Lucas no especifica el lugar del bautismo de Jesús; Juan, sin embargo, lo especifica: “tuvo lugar en Betania, al otro lado del Jordán, donde Juan estaba bautizando» (Jn 1,28). La tradición ha localizado justamente el episodio en Betabara, el vado por el que también el pueblo de Israel, guiado por Josué, atravesó el río, entrando en la Tierra Prometida.
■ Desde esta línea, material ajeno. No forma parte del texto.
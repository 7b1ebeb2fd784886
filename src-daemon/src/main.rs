//! micrelay capture daemon
//!
//! Serves microphone capture to micrelay clients over WebSocket.

use std::path::PathBuf;

use clap::Parser;
use micrelay_common::logging;
use micrelay_daemon::{run_server, DaemonConfig};
use tokio_util::sync::CancellationToken;
use tracing::{error, info, warn};
use tracing_appender::non_blocking::WorkerGuard;
use tracing_appender::rolling::{RollingFileAppender, Rotation};
use tracing_subscriber::layer::SubscriberExt;
use tracing_subscriber::util::SubscriberInitExt;
use tracing_subscriber::{fmt, EnvFilter};

#[derive(Parser)]
#[command(name = "micrelay-daemon", version, about = "micrelay capture daemon")]
struct Args {
    /// TCP port to listen on (overrides the config file)
    #[arg(long)]
    port: Option<u16>,

    /// Address to bind (overrides the config file)
    #[arg(long)]
    bind: Option<String>,

    /// Config file to use instead of the default location
    #[arg(long)]
    config: Option<PathBuf>,

    /// Log to the console only
    #[arg(long)]
    no_file_log: bool,

    /// Write the effective configuration back to the config file
    #[arg(long)]
    save_config: bool,
}

fn main() {
    let args = Args::parse();

    // Flushes the file log when dropped at the end of main
    let _log_guard = init_logging(!args.no_file_log);

    info!("micrelay daemon starting (pid: {})...", std::process::id());

    let mut config = match &args.config {
        Some(path) => DaemonConfig::load_from(path),
        None => DaemonConfig::load(),
    };
    if let Some(port) = args.port {
        config.port = port;
    }
    if let Some(bind) = args.bind {
        config.bind_address = bind;
    }
    if args.save_config {
        let saved = match &args.config {
            Some(path) => config.save_to(path),
            None => config.save(),
        };
        match saved {
            Ok(()) => info!("Saved configuration"),
            Err(e) => warn!("Failed to save configuration: {}", e),
        }
    }
    info!(
        "Capture command: {:?}, default format: {} Hz/{} ch/{} B",
        config.capture_command,
        config.default_config.sample_rate,
        config.default_config.channels,
        config.default_config.bytes_per_sample
    );

    let shutdown = CancellationToken::new();
    setup_signal_handlers(shutdown.clone());

    let runtime = match tokio::runtime::Builder::new_multi_thread()
        .enable_all()
        .build()
    {
        Ok(runtime) => runtime,
        Err(e) => {
            error!("Failed to create Tokio runtime: {}", e);
            std::process::exit(1);
        }
    };

    let result = runtime.block_on(run_server(&config, shutdown, None));
    if let Err(e) = result {
        error!("Daemon error: {}", e);
        std::process::exit(1);
    }

    info!("micrelay daemon stopped");
}

/// Console logging always; a daily-rolling file log unless disabled.
fn init_logging(file_log: bool) -> Option<WorkerGuard> {
    let filter = EnvFilter::try_from_default_env().unwrap_or_else(|_| EnvFilter::new("info"));

    let (file_layer, guard) = match file_log.then(open_log_file).flatten() {
        Some(appender) => {
            let (writer, guard) = tracing_appender::non_blocking(appender);
            let layer = fmt::layer().with_writer(writer).with_ansi(false);
            (Some(layer), Some(guard))
        }
        None => (None, None),
    };

    tracing_subscriber::registry()
        .with(filter)
        .with(fmt::layer())
        .with(file_layer)
        .init();

    guard
}

fn open_log_file() -> Option<RollingFileAppender> {
    let dir = match logging::ensure_log_dir() {
        Ok(dir) => dir,
        Err(e) => {
            eprintln!("Warning: Failed to create log directory: {}", e);
            return None;
        }
    };

    match RollingFileAppender::builder()
        .rotation(Rotation::DAILY)
        .max_log_files(5)
        .filename_prefix(logging::DAEMON_LOG_PREFIX)
        .filename_suffix("log")
        .build(&dir)
    {
        Ok(appender) => Some(appender),
        Err(e) => {
            eprintln!("Warning: Failed to create log file appender: {}", e);
            None
        }
    }
}

/// Set up signal handlers for graceful shutdown.
fn setup_signal_handlers(shutdown: CancellationToken) {
    #[cfg(unix)]
    {
        use tokio::signal::unix::{signal, SignalKind};

        std::thread::spawn(move || {
            let rt = match tokio::runtime::Builder::new_current_thread()
                .enable_all()
                .build()
            {
                Ok(rt) => rt,
                Err(e) => {
                    error!("Failed to create signal runtime: {}", e);
                    return;
                }
            };
            rt.block_on(async {
                let (mut sigterm, mut sigint, mut sighup) = match (
                    signal(SignalKind::terminate()),
                    signal(SignalKind::interrupt()),
                    signal(SignalKind::hangup()),
                ) {
                    (Ok(term), Ok(int), Ok(hup)) => (term, int, hup),
                    _ => {
                        error!("Failed to install signal handlers");
                        return;
                    }
                };

                tokio::select! {
                    _ = sigterm.recv() => {
                        info!("Received SIGTERM");
                    }
                    _ = sigint.recv() => {
                        info!("Received SIGINT");
                    }
                    _ = sighup.recv() => {
                        info!("Received SIGHUP");
                    }
                }

                shutdown.cancel();
            });
        });
    }

    #[cfg(windows)]
    {
        if let Err(e) = ctrlc::set_handler(move || {
            info!("Received Ctrl+C");
            shutdown.cancel();
        }) {
            error!("Error setting Ctrl+C handler: {}", e);
        }
    }
}
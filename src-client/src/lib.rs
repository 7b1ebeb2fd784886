//! micrelay capture client.
//!
//! Streams framed PCM chunks to an application from either a micrelay daemon
//! or the local microphone. [`BackendManager`] negotiates the source, keeps
//! it healthy and exposes one capture API regardless of which source won.
//!
//! ```no_run
//! # async fn demo() -> Result<(), micrelay_client::ClientError> {
//! use micrelay_client::BackendManager;
//! use micrelay_common::ClientConfig;
//!
//! let manager = BackendManager::from_config(&ClientConfig::load());
//! let _chunks = manager
//!     .subscribe_chunks(|chunk| println!("{} bytes", chunk.len()))
//!     .await;
//! manager.start().await?;
//! # Ok(())
//! # }
//! ```

pub mod backend;
pub mod error;
pub mod local;
pub mod manager;
pub mod network;
pub mod pcm;
pub mod state;
pub mod subscribers;
pub mod timer;

pub use backend::{CaptureBackend, EventHub, EventSink};
pub use error::{CaptureError, ClientError};
pub use local::{LocalBackend, LocalOptions};
pub use manager::{BackendFactory, BackendManager, DefaultBackendFactory, ManagerOptions};
pub use network::{NetworkBackend, NetworkOptions};
pub use state::{BackendKind, CaptureState, CaptureStatus, Chunk, StatusEvent};
pub use subscribers::Subscription;
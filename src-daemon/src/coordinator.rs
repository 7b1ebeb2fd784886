//! Single owner of the daemon's microphone state.
//!
//! Connections never touch state directly: they send [`Command`]s through a
//! [`CoordinatorHandle`] and the coordinator task applies them one at a time,
//! starting and stopping the capture session and pushing state to every
//! registered connection.

use std::collections::HashMap;

use micrelay_common::ipc::{ControlMessage, ProtocolError, ServerMessage};
use micrelay_common::{MicConfig, MicState, MicStatus};
use tokio::sync::{mpsc, oneshot};
use tokio_tungstenite::tungstenite::Message;
use tokio_util::sync::CancellationToken;
use tracing::{debug, error, info, warn};

use crate::error::SessionError;
use crate::session::{CaptureSession, SessionOptions};

pub const INVALID_COMMAND: &str = "Invalid command";
pub const INVALID_CONFIG: &str = "Invalid config";
pub const AUDIO_START_ERROR: &str = "Audio start error";
pub const AUDIO_READ_ERROR: &str = "Audio read error";
pub const CONNECTION_READ_ERROR: &str = "WebSocket read error";

pub type ConnectionId = u64;

/// Outbound frame queue of one connection, drained by its writer task.
pub type Outbound = mpsc::UnboundedSender<Message>;

/// Requests handled by the coordinator task.
#[derive(Debug)]
pub enum Command {
    Register {
        id: ConnectionId,
        outbound: Outbound,
    },
    Unregister {
        id: ConnectionId,
        read_failed: bool,
    },
    Control {
        id: ConnectionId,
        message: ControlMessage,
        ack: oneshot::Sender<()>,
    },
    Rejected {
        id: ConnectionId,
        error: ProtocolError,
        ack: oneshot::Sender<()>,
    },
    SessionEnded {
        generation: u64,
        error: String,
    },
}

/// Cloneable sender side of the coordinator's command channel.
#[derive(Clone)]
pub struct CoordinatorHandle {
    tx: mpsc::UnboundedSender<Command>,
}

impl CoordinatorHandle {
    /// Add a connection. The current state is queued to it immediately.
    pub fn register(&self, id: ConnectionId, outbound: Outbound) {
        let _ = self.tx.send(Command::Register { id, outbound });
    }

    pub fn unregister(&self, id: ConnectionId, read_failed: bool) {
        let _ = self.tx.send(Command::Unregister { id, read_failed });
    }

    /// Apply a control message and wait until it has been handled.
    pub async fn control(&self, id: ConnectionId, message: ControlMessage) {
        let (ack, done) = oneshot::channel();
        if self.tx.send(Command::Control { id, message, ack }).is_ok() {
            let _ = done.await;
        }
    }

    /// Report an undecodable text frame and wait until it has been handled.
    pub async fn reject(&self, id: ConnectionId, error: ProtocolError) {
        let (ack, done) = oneshot::channel();
        if self.tx.send(Command::Rejected { id, error, ack }).is_ok() {
            let _ = done.await;
        }
    }
}

struct ActiveSession {
    owner: ConnectionId,
    generation: u64,
    session: CaptureSession,
}

/// The coordinator task's state.
pub struct Coordinator {
    rx: mpsc::UnboundedReceiver<Command>,
    tx: mpsc::UnboundedSender<Command>,
    options: SessionOptions,
    config: MicConfig,
    status: MicStatus,
    error: String,
    session: Option<ActiveSession>,
    generation: u64,
    connections: HashMap<ConnectionId, Outbound>,
}

impl Coordinator {
    /// Create a coordinator reporting `initial` as its idle config.
    pub fn new(options: SessionOptions, initial: MicConfig) -> (Self, CoordinatorHandle) {
        let (tx, rx) = mpsc::unbounded_channel();
        let handle = CoordinatorHandle { tx: tx.clone() };
        let coordinator = Self {
            rx,
            tx,
            options,
            config: initial,
            status: MicStatus::Idle,
            error: String::new(),
            session: None,
            generation: 0,
            connections: HashMap::new(),
        };
        (coordinator, handle)
    }

    /// Process commands until `cancel` fires, then tear down the session.
    pub async fn run(mut self, cancel: CancellationToken) {
        loop {
            tokio::select! {
                _ = cancel.cancelled() => break,
                command = self.rx.recv() => match command {
                    Some(command) => self.handle(command).await,
                    None => break,
                },
            }
        }

        self.stop_session().await;
        self.connections.clear();
        debug!("Coordinator stopped");
    }

    async fn handle(&mut self, command: Command) {
        match command {
            Command::Register { id, outbound } => {
                send_text(&outbound, &ServerMessage::State(self.snapshot()));
                self.connections.insert(id, outbound);
                info!("Client {} connected ({} open)", id, self.connections.len());
            }
            Command::Unregister { id, read_failed } => {
                self.connections.remove(&id);
                info!("Client {} disconnected ({} open)", id, self.connections.len());
                self.on_disconnect(id, read_failed).await;
            }
            Command::Control { id, message, ack } => {
                self.on_control(id, message).await;
                let _ = ack.send(());
            }
            Command::Rejected { id, error, ack } => {
                warn!("Rejected message from client {}: {}", id, error);
                let reason = match error {
                    ProtocolError::InvalidConfig(_) => INVALID_CONFIG,
                    _ => INVALID_COMMAND,
                };
                self.set_status(MicStatus::Error, reason);
                let _ = ack.send(());
            }
            Command::SessionEnded { generation, error } => {
                if self.session.as_ref().map(|s| s.generation) != Some(generation) {
                    return;
                }
                error!("Capture session ended: {}", error);
                self.stop_session().await;
                self.set_status(MicStatus::Error, AUDIO_READ_ERROR);
            }
        }
    }

    async fn on_control(&mut self, id: ConnectionId, message: ControlMessage) {
        debug!("Client {} sent {:?}", id, message);
        match message {
            ControlMessage::StartListening(config) => {
                if self.session.is_some() {
                    debug!("Already listening, ignoring start request");
                    return;
                }
                if let Some(config) = config {
                    if !self.accept_config(config) {
                        return;
                    }
                }
                self.start_session(id);
            }
            ControlMessage::StopListening => {
                if self.session.is_some() {
                    self.stop_session().await;
                    self.set_status(MicStatus::Idle, "");
                }
            }
            ControlMessage::SetConfig(config) => {
                if self.session.is_some() {
                    debug!("Session active, ignoring config change");
                    return;
                }
                if self.accept_config(config) {
                    self.broadcast();
                }
            }
            ControlMessage::RequestState => {
                if let Some(outbound) = self.connections.get(&id) {
                    send_text(outbound, &ServerMessage::State(self.snapshot()));
                }
            }
            ControlMessage::Ping => {
                if let Some(outbound) = self.connections.get(&id) {
                    send_text(outbound, &ServerMessage::Pong);
                }
            }
        }
    }

    /// Store `config` if it is valid, otherwise report it as invalid.
    fn accept_config(&mut self, config: MicConfig) -> bool {
        match config.validate() {
            Ok(()) => {
                self.config = config;
                true
            }
            Err(e) => {
                warn!("Refusing capture config: {}", e);
                self.set_status(MicStatus::Error, INVALID_CONFIG);
                false
            }
        }
    }

    async fn on_disconnect(&mut self, id: ConnectionId, read_failed: bool) {
        let owned = self.session.as_ref().map(|s| s.owner) == Some(id);
        if owned {
            info!("Session owner {} went away, stopping capture", id);
            self.stop_session().await;
        }

        if read_failed {
            self.set_status(MicStatus::Error, CONNECTION_READ_ERROR);
        } else if owned {
            self.set_status(MicStatus::Idle, "");
        }
    }

    fn start_session(&mut self, owner: ConnectionId) {
        let Some(outbound) = self.connections.get(&owner).cloned() else {
            return;
        };

        self.generation += 1;
        let generation = self.generation;
        let tx = self.tx.clone();

        let started = CaptureSession::start(
            &self.options,
            self.config,
            move |chunk| {
                let _ = outbound.send(Message::Binary(chunk));
            },
            move |error| {
                let _ = tx.send(Command::SessionEnded { generation, error });
            },
        );

        match started {
            Ok(session) => {
                self.session = Some(ActiveSession {
                    owner,
                    generation,
                    session,
                });
                self.set_status(MicStatus::Listening, "");
            }
            Err(SessionError::InvalidConfig(e)) => {
                error!("Stored capture config is invalid: {}", e);
                self.set_status(MicStatus::Error, INVALID_CONFIG);
            }
            Err(e) => {
                error!("Audio start error: {}", e);
                self.set_status(MicStatus::Error, AUDIO_START_ERROR);
            }
        }
    }

    async fn stop_session(&mut self) {
        if let Some(active) = self.session.take() {
            active.session.stop().await;
        }
    }

    fn set_status(&mut self, status: MicStatus, error: &str) {
        self.status = status;
        self.error = error.to_string();
        self.broadcast();
    }

    fn snapshot(&self) -> MicState {
        MicState {
            state: self.status,
            config: self.config,
            error: self.error.clone(),
        }
    }

    fn broadcast(&self) {
        let text = ServerMessage::State(self.snapshot()).to_json();
        for outbound in self.connections.values() {
            let _ = outbound.send(Message::Text(text.clone()));
        }
    }
}

fn send_text(outbound: &Outbound, message: &ServerMessage) {
    let _ = outbound.send(Message::Text(message.to_json()));
}
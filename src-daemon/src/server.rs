//! WebSocket connection server.
//!
//! Every accepted connection gets a writer task draining its outbound queue
//! and a reader loop that hands one message at a time to the coordinator.

use std::net::SocketAddr;
use std::sync::atomic::{AtomicU64, Ordering};

use futures::{SinkExt, StreamExt};
use micrelay_common::ipc::ControlMessage;
use tokio::net::{TcpListener, TcpStream};
use tokio::sync::{mpsc, oneshot};
use tokio_tungstenite::tungstenite::Message;
use tokio_util::sync::CancellationToken;
use tracing::{debug, error, info, warn};

use crate::config::DaemonConfig;
use crate::coordinator::{ConnectionId, Coordinator, CoordinatorHandle};
use crate::error::DaemonError;
use crate::session::SessionOptions;

static NEXT_CONNECTION_ID: AtomicU64 = AtomicU64::new(1);

/// Run the daemon until `cancel` fires.
///
/// If `ready_tx` is provided, it receives the bound address once the listener
/// accepts connections, so callers binding port 0 learn the real port.
pub async fn run_server(
    config: &DaemonConfig,
    cancel: CancellationToken,
    ready_tx: Option<oneshot::Sender<SocketAddr>>,
) -> Result<(), DaemonError> {
    let addr = config.listen_addr();
    let listener = TcpListener::bind(&addr)
        .await
        .map_err(|source| DaemonError::Bind {
            addr: addr.clone(),
            source,
        })?;
    let local_addr = listener.local_addr()?;
    info!("WebSocket server listening on {}", local_addr);

    let options = SessionOptions {
        command: config.capture_command.clone(),
        native: config.default_config,
    };
    let (coordinator, handle) = Coordinator::new(options, config.default_config);
    let coordinator_task = tokio::spawn(coordinator.run(cancel.clone()));

    if let Some(tx) = ready_tx {
        let _ = tx.send(local_addr);
    }

    loop {
        tokio::select! {
            _ = cancel.cancelled() => {
                info!("Shutdown requested, stopping WebSocket server");
                break;
            }
            accepted = listener.accept() => match accepted {
                Ok((stream, peer)) => {
                    let handle = handle.clone();
                    let cancel = cancel.clone();
                    tokio::spawn(async move {
                        handle_connection(stream, peer, handle, cancel).await;
                    });
                }
                Err(e) => {
                    error!("Accept error: {}", e);
                }
            },
        }
    }

    if let Err(e) = coordinator_task.await {
        error!("Coordinator task failed: {}", e);
    }
    Ok(())
}

async fn handle_connection(
    stream: TcpStream,
    peer: SocketAddr,
    coordinator: CoordinatorHandle,
    cancel: CancellationToken,
) {
    let ws = match tokio_tungstenite::accept_async(stream).await {
        Ok(ws) => ws,
        Err(e) => {
            warn!("Upgrade error from {}: {}", peer, e);
            return;
        }
    };
    let id: ConnectionId = NEXT_CONNECTION_ID.fetch_add(1, Ordering::Relaxed);
    debug!("Client {} is {}", id, peer);

    let (mut sink, mut stream) = ws.split();
    let (outbound, mut queue) = mpsc::unbounded_channel::<Message>();

    let writer = tokio::spawn(async move {
        while let Some(message) = queue.recv().await {
            if let Err(e) = sink.send(message).await {
                debug!("Write to client {} failed: {}", id, e);
                break;
            }
        }
        let _ = sink.close().await;
    });

    coordinator.register(id, outbound);

    let read_failed = loop {
        let frame = tokio::select! {
            _ = cancel.cancelled() => break false,
            frame = stream.next() => frame,
        };

        match frame {
            Some(Ok(Message::Text(text))) => match ControlMessage::from_json(&text) {
                Ok(Some(message)) => coordinator.control(id, message).await,
                Ok(None) => debug!("Ignoring unknown message from client {}", id),
                Err(e) => coordinator.reject(id, e).await,
            },
            Some(Ok(Message::Close(_))) | None => break false,
            Some(Ok(_)) => {}
            Some(Err(e)) => {
                warn!("WebSocket read error from client {}: {}", id, e);
                break true;
            }
        }
    };

    coordinator.unregister(id, read_failed);
    if let Err(e) = writer.await {
        error!("Writer task for client {} failed: {}", id, e);
    }
}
En el gesto de Jesús se hacen presentes el recuerdo explícito del paso de la esclavitud a la libertad y el comienzo de un nuevo éxodo hacia la Tierra Prometida.

 

Betabara tiene otra particularidad menos evidente pero igualmente significativa: los geólogos aseguran que este es el punto más bajo de la tierra (400 m bajo el nivel del mar).

 

La elección de comenzar precisamente aquí la vida pública no puede ser simple casualidad. Jesús, venido de las alturas del cielo para liberar a los hombres, ha descendido hasta el abismo más profundo con el fin de demostrar que quiere la Salvación de todos, aun de los más depravados, aun de aquellos a quienes la culpa y el pecado han arrastrado a una vorágine de la que nadie imagina que se pueda salir. Dios no olvida ni abandona a ninguno de sus hijos.

 

 

* Para interiorizar el mensaje, repetiremos:

“Ha aparecido la gracia de Dios, portadora de Salvación para todos los hombres.”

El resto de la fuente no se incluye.